EXERCISE INSTRUCTIONS: Pick out every line of the entries below where "IndexConfig" occurs, and copy those lines.

RECORDS SUPPLIED:

//! TOML configuration with `PRPILOT_*` environment overrides.

use std::path::Path;

use serde::{Deserialize, Serialize};

use crate::callgraph::ResolutionPolicy;
use crate::chunker::{ChunkerConfig, DEFAULT_TEXT_CHUNK_MAX_CHARS};
use crate::error::{IndexError, Result};

#[derive(Debug, Clone, Default, Deserialize, Serialize)]
pub struct Config {
    #[serde(default)]
    pub index: IndexConfig,
    #[serde(default)]
    pub retrieval: RetrievalConfig,
    #[serde(default)]
    pub embedding: EmbeddingConfig,
    #[serde(default)]
    pub storage: StorageConfig,
}

/// External call-graph analyzer emitting DOT for one language.
#[derive(Debug, Clone, PartialEq, Eq, Deserialize, Serialize)]
pub struct ExternalToolConfig {
    pub language: String,
    pub command: String,
    #[serde(default)]
    pub args: Vec<String>,
    /// Seconds before the analyzer is killed and the file gets no edges.
    #[serde(default = "default_tool_timeout_secs")]
    pub timeout_secs: u64,
}

fn default_tool_timeout_secs() -> u64 {
    60
}

#[derive(Debug, Clone, Deserialize, Serialize)]
pub struct IndexConfig {
    #[serde(default = "default_ignore_dirs")]
    pub ignore_dirs: Vec<String>,
    /// Extensions skipped in addition to the built-in binary set.
    #[serde(default)]
    pub skip_extensions: Vec<String>,
    #[serde(default = "default_max_file_size")]
    pub max_file_size: u64,
    #[serde(default = "default_text_chunk_max_chars")]
    pub text_chunk_max_chars: usize,
    #[serde(default = "default_max_embed_tokens")]
    pub max_embed_tokens: usize,
    #[serde(default = "default_workers")]
    pub workers: usize,
    #[serde(default = "default_embed_batch_size")]
    pub embed_batch_size: usize,
    #[serde(default = "default_embed_concurrency")]
    pub embed_concurrency: usize,
    #[serde(default = "default_max_retries")]
    pub max_retries: u32,
    #[serde(default = "default_retry_base_ms")]
    pub retry_base_ms: u64,
    #[serde(default)]
    pub resolution_policy: ResolutionPolicy,
    #[serde(default)]
    pub external_tools: Vec<ExternalToolConfig>,
    #[serde(default = "default_debounce_ms")]
    pub watch_debounce_ms: u64,
}

fn default_ignore_dirs() -> Vec<String> {
    [
        ".git",
        "__pycache__",
        "node_modules",
        "dist",
        "build",
        "venv",
        ".venv",
        "target",
    ]
    .into_iter()
    .map(String::from)
    .collect()
}

fn default_max_file_size() -> u64 {
    1024 * 1024
}

fn default_text_chunk_max_chars() -> usize {
    DEFAULT_TEXT_CHUNK_MAX_CHARS
}

fn default_max_embed_tokens() -> usize {
    8191
}

fn default_workers() -> usize {
    std::thread::available_parallelism().map_or(4, std::num::NonZeroUsize::get)
}

fn default_embed_batch_size() -> usize {
    64
}

fn default_embed_concurrency() -> usize {
    4
}

fn default_max_retries() -> u32 {
    3
}

fn default_retry_base_ms() -> u64 {
    500
}

fn default_debounce_ms() -> u64 {
    1000
}

impl Default for IndexConfig {
    fn default() -> Self {
        Self {
            ignore_dirs: default_ignore_dirs(),
            skip_extensions: Vec::new(),
            max_file_size: default_max_file_size(),
            text_chunk_max_chars: default_text_chunk_max_chars(),
            max_embed_tokens: default_max_embed_tokens(),
            workers: default_workers(),
            embed_batch_size: default_embed_batch_size(),
            embed_concurrency: default_embed_concurrency(),
            max_retries: default_max_retries(),
            retry_base_ms: default_retry_base_ms(),
            resolution_policy: ResolutionPolicy::default(),
            external_tools: Vec::new(),
            watch_debounce_ms: default_debounce_ms(),
        }
    }
}

impl IndexConfig {
    #[must_use]
    pub fn chunker(&self) -> ChunkerConfig {
        ChunkerConfig {
            text_chunk_max_chars: self.text_chunk_max_chars,
        }
    }
}

#[derive(Debug, Clone, Deserialize, Serialize)]
pub struct RetrievalConfig {
    #[serde(default = "default_top_k")]
    pub top_k: usize,
    #[serde(default = "default_chain_hops")]
    pub chain_hops: usize,
}

fn default_top_k() -> usize {
    5
}

fn default_chain_hops() -> usize {
    3
}

impl Default for RetrievalConfig {
    fn default() -> Self {
        Self {
            top_k: default_top_k(),
            chain_hops: default_chain_hops(),
        }
    }
}

#[derive(Clone, Deserialize, Serialize)]
pub struct EmbeddingConfig {
    #[serde(default = "default_embedding_base_url")]
    pub base_url: String,
    #[serde(default = "default_embedding_model")]
    pub model: String,
    #[serde(default, skip_serializing)]
    pub api_key: Option<String>,
}

impl std::fmt::Debug for EmbeddingConfig {
    fn fmt(&self, f: &mut std::fmt::Formatter<'_>) -> std::fmt::Result {
        f.debug_struct("EmbeddingConfig")
            .field("base_url", &self.base_url)
            .field("model", &self.model)
            .field("api_key", &self.api_key.as_ref().map(|_| "<redacted>"))
            .finish()
    }
}

fn default_embedding_base_url() -> String {
    "https://api.openai.com/v1".into()
}

fn default_embedding_model() -> String {
    "text-embedding-3-small".into()
}

impl Default for EmbeddingConfig {
    fn default() -> Self {
        Self {
            base_url: default_embedding_base_url(),
            model: default_embedding_model(),
            api_key: None,
        }
    }
}

#[derive(Debug, Clone, Copy, Default, PartialEq, Eq, Deserialize, Serialize)]
#[serde(rename_all = "lowercase")]
pub enum VectorBackend {
    #[default]
    Qdrant,
    /// Process-local vectors; pairs with an in-memory `SQLite` database.
    Memory,
}

#[derive(Debug, Clone, Deserialize, Serialize)]
pub struct StorageConfig {
    #[serde(default = "default_sqlite_path")]
    pub sqlite_path: String,
    #[serde(default)]
    pub vector_backend: VectorBackend,
    #[serde(default = "default_qdrant_url")]
    pub qdrant_url: String,
}

fn default_sqlite_path() -> String {
    ".prpilot/index.db".into()
}

fn default_qdrant_url() -> String {
    "http://localhost:6334".into()
}

impl Default for StorageConfig {
    fn default() -> Self {
        Self {
            sqlite_path: default_sqlite_path(),
            vector_backend: VectorBackend::default(),
            qdrant_url: default_qdrant_url(),
        }
    }
}

impl Config {
    /// Load configuration from a TOML file with env var overrides.
    ///
    /// Falls back to defaults when the file does not exist.
    ///
    /// # Errors
    ///
    /// Returns an error if the file exists but cannot be read or parsed, or
    /// if the resulting values are invalid.
    pub fn load(path: &Path) -> Result<Self> {
        let mut config = if path.exists() {
            let content = std::fs::read_to_string(path)?;
            toml::from_str::<Self>(&content)
                .map_err(|e| IndexError::Config(format!("{}: {e}", path.display())))?
        } else {
            Self::default()
        };

        config.apply_env_overrides();
        config.validate()?;
        Ok(config)
    }

    /// # Errors
    ///
    /// Returns `IndexError::Config` naming the first invalid value.
    pub fn validate(&self) -> Result<()> {
        let checks = [
            (self.index.text_chunk_max_chars == 0, "index.text_chunk_max_chars"),
            (self.index.embed_batch_size == 0, "index.embed_batch_size"),
            (self.index.embed_concurrency == 0, "index.embed_concurrency"),
            (self.index.max_embed_tokens == 0, "index.max_embed_tokens"),
            (self.retrieval.top_k == 0, "retrieval.top_k"),
        ];
        if let Some((_, field)) = checks.iter().find(|(bad, _)| *bad) {
            return Err(IndexError::Config(format!("{field} must be greater than zero")));
        }
        Ok(())
    }

    pub(crate) fn apply_env_overrides(&mut self) {
        if let Ok(v) = std::env::var("PRPILOT_EMBEDDING_BASE_URL") {
            self.embedding.base_url = v;
        }
        if let Ok(v) = std::env::var("PRPILOT_EMBEDDING_MODEL") {
            self.embedding.model = v;
        }
        if let Ok(v) = std::env::var("PRPILOT_EMBEDDING_API_KEY")
            .or_else(|_| std::env::var("OPENAI_API_KEY"))
        {
            self.embedding.api_key = Some(v);
        }
        if let Ok(v) = std::env::var("PRPILOT_SQLITE_PATH") {
            self.storage.sqlite_path = v;
        }
        if let Ok(v) = std::env::var("PRPILOT_QDRANT_URL") {
            self.storage.qdrant_url = v;
        }
        if let Ok(v) = std::env::var("PRPILOT_VECTOR_BACKEND") {
            if let Ok(backend) = serde_json::from_value(serde_json::Value::String(v.clone())) {
                self.storage.vector_backend = backend;
            } else {
                tracing::warn!("ignoring invalid PRPILOT_VECTOR_BACKEND value: {v}");
            }
        }
        if let Ok(v) = std::env::var("PRPILOT_RESOLUTION_POLICY") {
            if let Ok(policy) = serde_json::from_value(serde_json::Value::String(v.clone())) {
                self.index.resolution_policy = policy;
            } else {
                tracing::warn!("ignoring invalid PRPILOT_RESOLUTION_POLICY value: {v}");
            }
        }
        if let Ok(v) = std::env::var("PRPILOT_INDEX_WORKERS")
            && let Ok(n) = v.parse::<usize>()
        {
            self.index.workers = n;
        }
        if let Ok(v) = std::env::var("PRPILOT_INDEX_MAX_FILE_SIZE")
            && let Ok(n) = v.parse::<u64>()
        {
            self.index.max_file_size = n;
        }
        if let Ok(v) = std::env::var("PRPILOT_INDEX_EMBED_BATCH_SIZE")
            && let Ok(n) = v.parse::<usize>()
        {
            self.index.embed_batch_size = n;
        }
        if let Ok(v) = std::env::var("PRPILOT_INDEX_EMBED_CONCURRENCY")
            && let Ok(n) = v.parse::<usize>()
        {
            self.index.embed_concurrency = n;
        }
        if let Ok(v) = std::env::var("PRPILOT_INDEX_MAX_EMBED_TOKENS")
            && let Ok(n) = v.parse::<usize>()
        {
            self.index.max_embed_tokens = n;
        }
        if let Ok(v) = std::env::var("PRPILOT_RETRIEVAL_TOP_K")
            && let Ok(n) = v.parse::<usize>()
        {
            self.retrieval.top_k = n;
        }
        if let Ok(v) = std::env::var("PRPILOT_RETRIEVAL_CHAIN_HOPS")
            && let Ok(n) = v.parse::<usize>()
        {
            self.retrieval.chain_hops = n;
        }
    }
}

OUTPUT OF THE TASK:
    pub index: IndexConfig,
pub struct IndexConfig {
impl Default for IndexConfig {
impl IndexConfig {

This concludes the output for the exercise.